Modulation Signal Feature Extraction Algorithm in Radio Monitoring

LI Lin   

  1. Hainan Administration Office,Qinghai Radio Administration Office,Hainanzangzuzizhizhou 813000,China
  • Received:2019-08-27 Online:2020-01-20 Published:2020-02-17

摘要: 针对传统调制信号特征提取算法在噪声环境下存在识别准确度低、分类效果差等问题,基于已有的调制
信号处理方法,提出一种新的无线电监测中调制信号特征提取算法。首先构建无线电监测中各类调制信号的
数学模型,以此为基础通过仿真得到信号瞬时幅值、瞬时相位及瞬时频率的特征。分析当前信号调制方式识别
各类算法的优缺点,采用小波变换完成调制信号的降噪处理与突变边界特征提取算法的设计,利用零中心归一
化瞬时幅度的谱密度最大特征提取算法以及核判别分析算法对各类调制信号进行逐层提取,实现了各类调制
信号的完整分类与提取,提升了噪声环境影响下的特征信号提取精度、且分类效果较好,为无线电监测中调制
信号特征提取提供了有利科学依据。

关键词: 无线电, 调制信号, 小波变换, 小波去噪, 边界特征提取, 核判别分析

Abstract: Aiming at the problem that the traditional modulation signal feature extraction algorithm has low
recognition accuracy and poor classification effect in noisy environment,based on the existing modulation signal
processing method,a new feature extraction algorithm for modulation signals in radio monitoring is proposed.
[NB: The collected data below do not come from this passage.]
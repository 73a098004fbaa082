//! Render report tables into [`Sheet`]s.

use std::ops::Add;

use super::{Cell, Section, Sheet};
use crate::analysis::{CohortTable, KpiTables, PivotTable, PivotTables, RfmProfile};
use crate::models::month_label;
use crate::pipeline::Report;

/// All six sheets, in workbook order.
pub fn report_sheets(report: &Report) -> Vec<Sheet> {
    vec![
        Sheet::new("overall", vec![overall_section(&report.kpis)]),
        Sheet::new("monthly", vec![monthly_section(&report.kpis)]),
        Sheet::new(
            "city_perf",
            vec![city_section(&report.kpis), region_section(&report.kpis)],
        ),
        Sheet::new("pivots", pivot_sections(&report.pivots)),
        Sheet::new("RFM", vec![rfm_section(&report.rfm)]),
        Sheet::new("cohort", vec![cohort_section(&report.cohorts)]),
    ]
}

fn overall_section(kpis: &KpiTables) -> Section {
    let o = &kpis.overall;
    let mut section = Section::new(
        "overall.csv",
        &[
            "total_txns",
            "total_amount",
            "median_amount",
            "mean_amount",
            "pct_night",
            "pct_high_value",
        ],
    );
    section.push_row(vec![
        o.total_txns.into(),
        o.total_amount.into(),
        o.median_amount.into(),
        o.mean_amount.into(),
        o.pct_night.into(),
        o.pct_high_value.into(),
    ]);
    section
}

fn monthly_section(kpis: &KpiTables) -> Section {
    let mut section = Section::new(
        "monthly.csv",
        &["month", "txn_count", "gmv", "night_count", "high_value_count"],
    );
    for m in &kpis.monthly {
        section.push_row(vec![
            month_label(m.month).into(),
            m.txn_count.into(),
            m.gmv.into(),
            m.night_count.into(),
            m.high_value_count.into(),
        ]);
    }
    section
}

fn city_section(kpis: &KpiTables) -> Section {
    let mut section = Section::new(
        "city_perf.csv",
        &[
            "city",
            "region",
            "txn_count",
            "total_amount",
            "mean_amount",
            "night_count",
            "high_value_count",
        ],
    );
    for c in &kpis.city_perf {
        section.push_row(vec![
            c.city.as_str().into(),
            c.region.as_str().into(),
            c.txn_count.into(),
            c.total_amount.into(),
            c.mean_amount.into(),
            c.night_count.into(),
            c.high_value_count.into(),
        ]);
    }
    section
}

fn region_section(kpis: &KpiTables) -> Section {
    let mut section = Section::new(
        "region_perf.csv",
        &[
            "region",
            "txn_count",
            "total_amount",
            "mean_amount",
            "night_count",
            "high_value_count",
        ],
    )
    .with_title("Region rollup");
    for r in &kpis.region_perf {
        section.push_row(vec![
            r.region.as_str().into(),
            r.txn_count.into(),
            r.total_amount.into(),
            r.mean_amount.into(),
            r.night_count.into(),
            r.high_value_count.into(),
        ]);
    }
    section
}

fn pivot_sections(pivots: &PivotTables) -> Vec<Section> {
    vec![
        pivot_section(
            &pivots.month_city,
            "pivot_month_city.csv",
            "Amount by month and city",
        ),
        pivot_section(
            &pivots.type_month_amount,
            "pivot_type_month_amount.csv",
            "Amount by type and month",
        ),
        pivot_section(
            &pivots.type_month_count,
            "pivot_type_month_count.csv",
            "Count by type and month",
        ),
    ]
}

/// Pivot with a trailing `total` column and a trailing `total` row.
fn pivot_section<V>(pivot: &PivotTable<V>, file_name: &str, title: &str) -> Section
where
    V: Copy + Default + Add<Output = V> + Into<Cell>,
{
    let mut headers: Vec<&str> = vec![pivot.row_label.as_str()];
    headers.extend(pivot.columns.iter().map(String::as_str));
    headers.push("total");

    let mut section = Section::new(file_name, &headers).with_title(title);

    for ((label, cells), total) in pivot.rows.iter().zip(&pivot.cells).zip(pivot.row_totals()) {
        let mut row: Vec<Cell> = Vec::with_capacity(cells.len() + 2);
        row.push(label.as_str().into());
        row.extend(cells.iter().map(|&v| Into::<Cell>::into(v)));
        row.push(total.into());
        section.push_row(row);
    }

    let mut totals: Vec<Cell> = vec!["total".into()];
    totals.extend(pivot.column_totals().into_iter().map(Into::<Cell>::into));
    totals.push(pivot.grand_total().into());
    section.push_row(totals);

    section
}

fn rfm_section(profiles: &[RfmProfile]) -> Section {
    let mut section = Section::new(
        "rfm.csv",
        &[
            "account_id",
            "last_txn_date",
            "recency_days",
            "frequency",
            "monetary",
            "r_rank",
            "f_rank",
            "m_rank",
            "rfm_score",
            "rfm_total",
        ],
    );
    for p in profiles {
        section.push_row(vec![
            p.account_id.as_str().into(),
            p.last_txn_date.format("%Y-%m-%d").to_string().into(),
            p.recency_days.into(),
            p.frequency.into(),
            p.monetary.into(),
            p.r_rank.into(),
            p.f_rank.into(),
            p.m_rank.into(),
            p.rfm_score.as_str().into(),
            p.rfm_total.into(),
        ]);
    }
    section
}

/// Retention matrix. Offsets where a cohort had nobody active stay blank.
fn cohort_section(cohorts: &CohortTable) -> Section {
    let offset_headers: Vec<String> = cohorts.offsets.iter().map(|k| format!("month_{k}")).collect();
    let mut headers = vec!["cohort_month", "size"];
    headers.extend(offset_headers.iter().map(String::as_str));

    let mut section = Section::new("cohort_retention.csv", &headers);
    for row in &cohorts.rows {
        let mut cells: Vec<Cell> = vec![month_label(row.cohort_month).into(), row.size.into()];
        cells.extend(
            cohorts
                .offsets
                .iter()
                .map(|k| row.retention.get(k).map_or(Cell::Empty, |&r| Cell::Ratio(r))),
        );
        section.push_row(cells);
    }
    section
}

#[cfg(test)]
mod tests {
    use super::*;
    use crate::config::ReportOptions;
    use crate::export::SHEET_ORDER;
    use crate::pipeline::run_bytes;

    const LEDGER: &str = "\
account_id,txn_time,amount,txn_type,description,city
a,2023-01-03 10:00:00,10,UPI,x,Pune
b,2023-01-12 10:00:00,20,CARD,x,Delhi
c,2023-01-25 10:00:00,30,UPI,x,Pune
a,2023-02-02 10:00:00,40,UPI,x,Delhi
a,2023-03-15 10:00:00,50,CARD,x,Pune
";

    fn sheets() -> Vec<Sheet> {
        let report = run_bytes(LEDGER.as_bytes(), &ReportOptions::default()).unwrap();
        report_sheets(&report)
    }

    fn section<'a>(sheets: &'a [Sheet], file: &str) -> &'a Section {
        sheets
            .iter()
            .flat_map(|s| &s.sections)
            .find(|s| s.file_name == file)
            .unwrap()
    }

    #[test]
    fn test_sheet_order() {
        let names: Vec<String> = sheets().into_iter().map(|s| s.name).collect();
        assert_eq!(names, SHEET_ORDER);
    }

    #[test]
    fn test_every_flat_file_present_once() {
        let sheets = sheets();
        let mut files: Vec<&str> = sheets
            .iter()
            .flat_map(|s| &s.sections)
            .map(|s| s.file_name.as_str())
            .collect();
        files.sort();
        assert_eq!(
            files,
            vec![
                "city_perf.csv",
                "cohort_retention.csv",
                "monthly.csv",
                "overall.csv",
                "pivot_month_city.csv",
                "pivot_type_month_amount.csv",
                "pivot_type_month_count.csv",
                "region_perf.csv",
                "rfm.csv",
            ]
        );
    }

    #[test]
    fn test_rows_match_header_width() {
        for sheet in sheets() {
            for section in &sheet.sections {
                for row in &section.rows {
                    assert_eq!(row.len(), section.headers.len(), "{}", section.file_name);
                }
            }
        }
    }

    #[test]
    fn test_months_rendered_as_labels() {
        let sheets = sheets();
        let monthly = section(&sheets, "monthly.csv");
        let months: Vec<String> = monthly.rows.iter().map(|r| r[0].to_string()).collect();
        assert_eq!(months, vec!["2023-01", "2023-02", "2023-03"]);
    }

    #[test]
    fn test_pivot_totals() {
        let sheets = sheets();
        let pivot = section(&sheets, "pivot_type_month_count.csv");
        assert_eq!(
            pivot.headers,
            vec!["txn_type", "2023-01", "2023-02", "2023-03", "total"]
        );
        let last = pivot.rows.last().unwrap();
        assert_eq!(last[0], Cell::from("total"));
        assert_eq!(last[4], Cell::Integer(5));
        // CARD row
        assert_eq!(pivot.rows[0][0], Cell::from("CARD"));
        assert_eq!(pivot.rows[0][4], Cell::Integer(2));
    }

    #[test]
    fn test_cohort_blank_cells() {
        let sheets = sheets();
        let cohort = section(&sheets, "cohort_retention.csv");
        assert_eq!(
            cohort.headers,
            vec!["cohort_month", "size", "month_0", "month_1", "month_2"]
        );
        let jan = &cohort.rows[0];
        assert_eq!(jan[1], Cell::Integer(3));
        assert_eq!(jan[2], Cell::Ratio(1.0));
        assert_eq!(jan[3], Cell::Ratio(1.0 / 3.0));
        assert_eq!(jan[4].to_string(), "0.333");
    }

    #[test]
    fn test_rfm_dates_formatted() {
        let sheets = sheets();
        let rfm = section(&sheets, "rfm.csv");
        assert_eq!(rfm.rows[0][0], Cell::from("a"));
        assert_eq!(rfm.rows[0][1], Cell::from("2023-03-15"));
        assert_eq!(rfm.rows[0][2], Cell::Integer(1));
    }
}
#[cfg(test)]
mod tests {
    use super::*;
    use pretty_assertions::assert_eq;
    use vthistory::HistoryKind;

    #[derive(Default)]
    struct FakePty {
        written: Vec<u8>,
        resized: Option<(usize, usize)>,
        killed: Option<i32>,
    }

    impl Pty for FakePty {
        fn write(&mut self, bytes: &[u8]) {
            self.written.extend_from_slice(bytes);
        }

        fn resize(&mut self, lines: usize, columns: usize) {
            self.resized = Some((lines, columns));
        }

        fn kill(&mut self, signal: i32) {
            self.killed = Some(signal);
        }
    }

    #[derive(Default)]
    struct FakeDisplay {
        refreshes: usize,
        last_cursor: Option<(usize, usize)>,
        bells: usize,
    }

    impl Display for FakeDisplay {
        fn set_image(&mut self, _cells: &[vtcell::Cell], _lines: usize, _columns: usize) {
            self.refreshes += 1;
        }

        fn set_cursor_pos(&mut self, x: usize, y: usize) {
            self.last_cursor = Some((x, y));
        }

        fn set_line_wrapped(&mut self, _line: usize, _wrapped: bool) {}

        fn set_scroll(&mut self, _hist_cursor: usize, _hist_lines: usize) {}

        fn bell(&mut self) {
            self.bells += 1;
        }

        fn set_selection(&mut self, _text: &str) {}
    }

    #[derive(Default)]
    struct FakeScheduler {
        armed_ms: Option<u32>,
        cancels: usize,
    }

    impl RefreshScheduler for FakeScheduler {
        fn arm(&mut self, millis: u32) {
            self.armed_ms = Some(millis);
        }

        fn cancel(&mut self) {
            self.cancels += 1;
            self.armed_ms = None;
        }
    }

    #[derive(Default)]
    struct FakePrinter {
        bytes: Vec<u8>,
    }

    impl PrinterSink for FakePrinter {
        fn write(&mut self, byte: u8) {
            self.bytes.push(byte);
        }
    }

    struct FakeKeyTrans;

    impl KeyTrans for FakeKeyTrans {
        fn lookup(&self, key_code: u32, _modifier_bits: u32) -> Option<KeyLookup> {
            Some(KeyLookup { text: vec![key_code as u8], meta_specified: false })
        }
    }

    fn config() -> EmulationConfig {
        EmulationConfig { lines: 5, columns: 10, history: HistoryKind::None, answerback: String::new() }
    }

    #[test]
    fn sparse_input_arms_timer_instead_of_refreshing() {
        let mut emu = Emulation::new(config());
        let mut pty = FakePty::default();
        let mut display = FakeDisplay::default();
        let mut scheduler = FakeScheduler::default();
        emu.feed(b"hi", &mut pty, &mut display, &mut scheduler);
        assert_eq!(display.refreshes, 0);
        assert_eq!(scheduler.armed_ms, Some(20));
        assert_eq!(scheduler.cancels, 1);
    }

    #[test]
    fn bulk_newlines_trigger_immediate_refresh() {
        let mut emu = Emulation::new(config());
        let mut pty = FakePty::default();
        let mut display = FakeDisplay::default();
        let mut scheduler = FakeScheduler::default();
        let block = "a\nb\nc\nd\ne\nf\n".as_bytes(); // 6 newlines > 5 lines
        emu.feed(block, &mut pty, &mut display, &mut scheduler);
        assert_eq!(display.refreshes, 1);
        assert_eq!(scheduler.armed_ms, None);
    }

    #[test]
    fn many_blocks_trigger_immediate_refresh_even_without_newlines() {
        let mut emu = Emulation::new(config());
        let mut pty = FakePty::default();
        let mut display = FakeDisplay::default();
        let mut scheduler = FakeScheduler::default();
        for _ in 0..21 {
            emu.feed(b"x", &mut pty, &mut display, &mut scheduler);
        }
        assert_eq!(display.refreshes, 1);
    }

    #[test]
    fn on_refresh_timer_flushes_and_resets_counters() {
        let mut emu = Emulation::new(config());
        let mut pty = FakePty::default();
        let mut display = FakeDisplay::default();
        let mut scheduler = FakeScheduler::default();
        emu.feed(b"hi", &mut pty, &mut display, &mut scheduler);
        emu.on_refresh_timer(&mut display);
        assert_eq!(display.refreshes, 1);
        assert_eq!(display.last_cursor, Some((2, 0)));
    }

    #[test]
    fn disconnect_suppresses_replies_but_keeps_mutating_screen() {
        let mut emu = Emulation::new(config());
        let mut pty = FakePty::default();
        let mut display = FakeDisplay::default();
        let mut scheduler = FakeScheduler::default();
        emu.set_connected(false);
        emu.feed(b"A\x1b[c", &mut pty, &mut display, &mut scheduler);
        assert!(pty.written.is_empty());
        assert_eq!(emu.screen().cursor(), (0, 1));
    }

    #[test]
    fn bel_reaches_display_bell() {
        let mut emu = Emulation::new(config());
        let mut pty = FakePty::default();
        let mut display = FakeDisplay::default();
        let mut scheduler = FakeScheduler::default();
        emu.feed(b"\x07", &mut pty, &mut display, &mut scheduler);
        assert_eq!(display.bells, 1);
    }

    #[test]
    fn bel_is_suppressed_while_disconnected() {
        let mut emu = Emulation::new(config());
        let mut pty = FakePty::default();
        let mut display = FakeDisplay::default();
        let mut scheduler = FakeScheduler::default();
        emu.set_connected(false);
        emu.feed(b"\x07", &mut pty, &mut display, &mut scheduler);
        assert_eq!(display.bells, 0);
    }

    #[test]
    fn printer_bytes_reach_attached_sink() {
        let mut emu = Emulation::new(config());
        emu.attach_printer(Box::new(FakePrinter::default()));
        let mut pty = FakePty::default();
        let mut display = FakeDisplay::default();
        let mut scheduler = FakeScheduler::default();
        emu.feed(b"\x1b[5ihi\x1b[4i", &mut pty, &mut display, &mut scheduler);
        // nothing observable from the test's side without downcasting the
        // trait object; the absence of a panic and a normal timer arm is
        // the behavioural check here.
        assert_eq!(scheduler.armed_ms, Some(20));
    }

    #[test]
    fn send_key_writes_translated_bytes() {
        let mut emu = Emulation::new(config());
        let mut pty = FakePty::default();
        emu.send_key(b'q' as u32, 0, &FakeKeyTrans, &mut pty);
        assert_eq!(pty.written, vec![b'q']);
    }

    #[derive(Default)]
    struct SelectionDisplay {
        base: FakeDisplay,
        last_selection: Option<String>,
    }

    impl Display for SelectionDisplay {
        fn set_image(&mut self, cells: &[vtcell::Cell], lines: usize, columns: usize) {
            self.base.set_image(cells, lines, columns);
        }

        fn set_cursor_pos(&mut self, x: usize, y: usize) {
            self.base.set_cursor_pos(x, y);
        }

        fn set_line_wrapped(&mut self, line: usize, wrapped: bool) {
            self.base.set_line_wrapped(line, wrapped);
        }

        fn set_scroll(&mut self, hist_cursor: usize, hist_lines: usize) {
            self.base.set_scroll(hist_cursor, hist_lines);
        }

        fn bell(&mut self) {
            self.base.bell();
        }

        fn set_selection(&mut self, text: &str) {
            self.last_selection = Some(text.to_string());
        }
    }

    #[test]
    fn selection_round_trip_relays_text_to_display() {
        let mut emu = Emulation::new(config());
        let mut pty = FakePty::default();
        let mut display = FakeDisplay::default();
        let mut scheduler = FakeScheduler::default();
        emu.feed(b"Hello", &mut pty, &mut display, &mut scheduler);

        let mut sel_display = SelectionDisplay::default();
        emu.begin_selection(0, 0);
        emu.extend_selection(4, 0);
        emu.end_selection(4, 0, false, &mut sel_display);
        assert_eq!(sel_display.last_selection, Some("Hello".to_string()));

        emu.clear_selection();
        assert!(emu.screen().selection().is_none());
    }

    #[test]
    fn set_hist_cursor_clamps_to_retained_line_count() {
        let mut emu = Emulation::new(EmulationConfig {
            lines: 1,
            columns: 4,
            history: HistoryKind::Buffered { capacity: 10 },
            answerback: String::new(),
        });
        let mut pty = FakePty::default();
        let mut display = FakeDisplay::default();
        let mut scheduler = FakeScheduler::default();
        emu.feed(b"ABCDEFGHI", &mut pty, &mut display, &mut scheduler); // 2 wraps pushed
        emu.set_hist_cursor(100);
        assert_eq!(emu.screen().hist_cursor(), 2);
    }

    #[test]
    fn send_mouse_is_suppressed_until_mouse1000_mode_is_enabled() {
        let mut emu = Emulation::new(config());
        let mut pty = FakePty::default();
        let mut display = FakeDisplay::default();
        let mut scheduler = FakeScheduler::default();
        emu.send_mouse(0, 2, 3, &mut pty);
        assert!(pty.written.is_empty());

        emu.feed(b"\x1b[?1000h", &mut pty, &mut display, &mut scheduler);
        emu.send_mouse(0, 2, 3, &mut pty);
        assert_eq!(pty.written, vec![0x1b, b'[', b'M', 32, 34, 35]);
    }

    #[test]
    fn send_mouse_suppressed_while_disconnected() {
        let mut emu = Emulation::new(config());
        let mut pty = FakePty::default();
        let mut display = FakeDisplay::default();
        let mut scheduler = FakeScheduler::default();
        emu.feed(b"\x1b[?1000h", &mut pty, &mut display, &mut scheduler);
        emu.set_connected(false);
        emu.send_mouse(0, 1, 1, &mut pty);
        assert!(pty.written.is_empty());
    }

    #[test]
    fn title_change_surfaces_to_caller() {
        let mut emu = Emulation::new(config());
        let mut pty = FakePty::default();
        let mut display = FakeDisplay::default();
        let mut scheduler = FakeScheduler::default();
        let events = emu.feed(b"\x1b]0;hello\x07", &mut pty, &mut display, &mut scheduler);
        assert_eq!(
            events.into_vec(),
            vec![EmulationEvent::TitleChange { arg: 0, text: "hello".to_string() }]
        );
    }
}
The
mathematical models of all kinds of modulation signals in radio monitoring are constructed firstly,based on which
the characteristics of instantaneous amplitude,instantaneous phase and instantaneous frequency are obtained by
simulation. The advantages and disadvantages of various algorithms are analyzed for the recognition of the current
signal modulation mode,using the wavelet transform to complete the noise reduction processing of the modulation
signal and the design of the algorithm for the feature extraction of the abrupt boundary,use the algorithm for the
maximum feature extraction of the spectral density of the zero center normalized instantaneous amplitude and the
kernel discriminant analysis algorithm to extract all kinds of modulation signals layer by layer. The complete
classification and improvement of all kinds of modulation signals are realized. The extraction accuracy of the
feature signal under the influence of noise and the classification effect are improved,which provides a favorable
scientific basis for the feature extraction of modulation signals in radio monitoring.

Key words: radio, modulating signal, wavelet transform, wavelet denoising, boundary feature extraction,
nuclear discriminant analysis

中图分类号: 

  • TN911. 3